Destituir a un presidente en ejercicio de la FIFA antes de que finalice su mandato no es un proceso sencillo conforme a los estatutos de la organización. Requeriría una dimisión, una medida disciplinaria a través de los propios mecanismos éticos de la FIFA o una votación formal en el Congreso. Dado que el próximo Congreso y las elecciones presidenciales están previstos para marzo en Rabat, Marruecos, y que los candidatos deben declarar su intención de presentarse antes del 18 de noviembre, las confederaciones que supuestamente coordinan su oposición contra Infantino podrían estar trabajando para garantizar que se enfrente a unas elecciones realmente disputadas, en lugar de perseguir su salida inmediata.

Por qué esto es importante para el Mundial de Arabia Saudí 2034

La organización del Mundial de 2034 por parte de Arabia Saudí depende de un liderazgo de la FIFA capaz de gestionar un proceso de preparación de ocho años con estabilidad y credibilidad institucional.
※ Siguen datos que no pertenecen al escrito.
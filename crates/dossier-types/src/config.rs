//! Global configuration types for Dossier.
//!
//! `DossierConfig` represents the top-level `config.toml` that controls the
//! trusted frame origin, autosave and save timing, the draft namespace, the
//! submission endpoint and the ordered list of questionnaire sections.

use std::time::Duration;

use serde::{Deserialize, Serialize};

use crate::section::{SectionEntry, SectionKey};

/// Top-level configuration. All fields have sensible defaults.
#[derive(Debug, Clone, PartialEq, Serialize, Deserialize)]
pub struct DossierConfig {
    /// Origin every cross-frame message must come from.
    #[serde(default = "default_expected_origin")]
    pub expected_origin: String,

    /// Quiet period after the last trusted input before an autosave push.
    #[serde(default = "default_autosave_debounce_ms")]
    pub autosave_debounce_ms: u64,

    /// How long an explicit save waits for the section's reply.
    #[serde(default = "default_save_timeout_ms")]
    pub save_timeout_ms: u64,

    /// Prefix of the persisted draft key (`<namespace>:<identity>`).
    #[serde(default = "default_draft_namespace")]
    pub draft_namespace: String,

    /// Endpoint receiving the final consolidated draft.
    #[serde(default = "default_submission_url")]
    pub submission_url: String,

    /// Ordered questionnaire sections.
    #[serde(default = "default_sections")]
    pub sections: Vec<SectionEntry>,
}

impl DossierConfig {
    pub fn autosave_debounce(&self) -> Duration {
        Duration::from_millis(self.autosave_debounce_ms)
    }

    pub fn save_timeout(&self) -> Duration {
        Duration::from_millis(self.save_timeout_ms)
    }

    /// Whether `key` names one of the configured sections.
    pub fn is_known_section(&self, key: &SectionKey) -> bool {
        self.sections.iter().any(|entry| &entry.key == key)
    }

    pub fn section(&self, key: &SectionKey) -> Option<&SectionEntry> {
        self.sections.iter().find(|entry| &entry.key == key)
    }
}

fn default_expected_origin() -> String {
    "http://localhost:8888".to_string()
}

fn default_autosave_debounce_ms() -> u64 {
    1_000
}

fn default_save_timeout_ms() -> u64 {
    5_000
}

fn default_draft_namespace() -> String {
    "draft".to_string()
}

fn default_submission_url() -> String {
    "http://localhost:8888/.netlify/functions/submit-application".to_string()
}

/// Sections of the questionnaire in navigation order.
pub fn default_sections() -> Vec<SectionEntry> {
    [
        ("applicant_details", "Applicant Details"),
        ("parents", "Parent's Information"),
        ("siblings", "Sibling's Information"),
        ("education", "Education History"),
        ("employment", "Employment History"),
        ("absence", "Absence From Singapore"),
        ("passports", "Travel Documents (Passports)"),
        ("national_service", "National Service Details"),
        ("prev_marriage", "Previous Marriage Information"),
        ("prev_children", "Children from Previous Marriages"),
    ]
    .into_iter()
    .filter_map(|(key, title)| SectionKey::new(key).map(|key| SectionEntry::new(key, title)))
    .collect()
}

impl Default for DossierConfig {
    fn default() -> Self {
        Self {
            expected_origin: default_expected_origin(),
            autosave_debounce_ms: default_autosave_debounce_ms(),
            save_timeout_ms: default_save_timeout_ms(),
            draft_namespace: default_draft_namespace(),
            submission_url: default_submission_url(),
            sections: default_sections(),
        }
    }
}

#[cfg(test)]
mod tests {
    use super::*;

    #[test]
    fn test_config_default_values() {
        let config = DossierConfig::default();
        assert_eq!(config.autosave_debounce(), Duration::from_secs(1));
        assert_eq!(config.save_timeout(), Duration::from_secs(5));
        assert_eq!(config.draft_namespace, "draft");
        assert_eq!(config.sections.len(), 10);
        assert_eq!(config.sections[0].key.as_str(), "applicant_details");
    }

    #[test]
    fn test_config_partial_toml_uses_defaults() {
        let config: DossierConfig = toml::from_str(
            r#"
expected_origin = "https://forms.example.org"
autosave_debounce_ms = 250
"#,
        )
        .unwrap();
        assert_eq!(config.expected_origin, "https://forms.example.org");
        assert_eq!(config.autosave_debounce_ms, 250);
        assert_eq!(config.save_timeout_ms, 5_000);
        assert_eq!(config.sections, default_sections());
    }

    #[test]
    fn test_config_custom_sections() {
        let config: DossierConfig = toml::from_str(
            r#"
[[sections]]
key = "applicant_details"
title = "About you"

[[sections]]
key = "review"
title = "Review"
path = "/sections/section-review.html"
"#,
        )
        .unwrap();
        assert_eq!(config.sections.len(), 2);
        assert_eq!(config.sections[1].resource_path(), "/sections/section-review.html");
        assert!(config.is_known_section(&SectionKey::new("review").unwrap()));
        assert!(!config.is_known_section(&SectionKey::new("parents").unwrap()));
    }
}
Un presidente en ejercicio que se enfrenta a la oposición coordinada de tres de las seis confederaciones de la FIFA, a la dimisión de un asesor principal y a las críticas públicas de su propio director de operaciones representa el desafío más serio para el liderazgo de la FIFA desde que Infantino asumió el cargo tras el escándalo de corrupción de Sepp Blatter hace una década. Sea cual sea el resultado, los acontecimientos de la última semana plantean preguntas legítimas para las federaciones, las organizaciones de derechos humanos y los aficionados sobre la estabilidad de la institución en la que Arabia Saudí confía para organizar su propio torneo.
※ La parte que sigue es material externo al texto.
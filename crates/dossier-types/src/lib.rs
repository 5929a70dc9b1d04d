//! Shared domain types for Dossier.
//!
//! This crate contains the types used across the questionnaire platform:
//! section keys, form records, the cross-frame wire protocol, configuration,
//! user identity and the error enums.
//!
//! Zero infrastructure dependencies -- only serde, uuid, chrono, thiserror.

pub mod config;
pub mod error;
pub mod identity;
pub mod protocol;
pub mod record;
pub mod section;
Los Estados del Golfo siguen siendo algunos de los apoyos más firmes de Infantino

La lista de federaciones que públicamente siguen respaldando a Infantino —Marruecos, Catar, Kuwait, Líbano y Sri Lanka— vuelve a mostrar una concentración del apoyo en el Golfo y Oriente Medio, en un momento en que las federaciones europeas lo abandonan en número creciente. Este patrón, coherente con el respaldo público anterior de Catar durante la disputa por el plan de inversión, aporta un contexto adicional al escrutinio existente sobre hasta qué punto la estabilidad institucional de la FIFA bajo el liderazgo de Infantino ha llegado a depender del apoyo continuado de los Estados del Golfo. Estos países tienen intereses comerciales y relacionados con la organización de grandes eventos directamente vinculados a su liderazgo, incluida la propia participación de Arabia Saudí en el torneo de 2034.

Un debate más amplio sobre la rendición de cuentas y el blanqueo deportivo

La magnitud del esfuerzo que supuestamente está en marcha para destituir a Infantino —coordinado entre tres confederaciones en lugar de limitarse a críticas aisladas— sugiere que los propios miembros de la FIFA consideran que los acontecimientos de la última semana constituyen una verdadera crisis institucional y no una disputa ya resuelta. Ni la FIFA ni Infantino han respondido detalladamente a los informes sobre el esfuerzo coordinado para destituirlo. Para las organizaciones de derechos humanos, las federaciones y los aficionados que llevan los últimos dos años cuestionando la transparencia con la que la FIFA ha gestionado los derechos de Arabia Saudí para albergar el Mundial de 2034, la cuestión de quién dirigirá la FIFA durante ese torneo y cómo llegó a ocupar ese cargo probablemente seguirá siendo central en el debate sobre la rendición de cuentas en el fútbol mundial durante los próximos meses.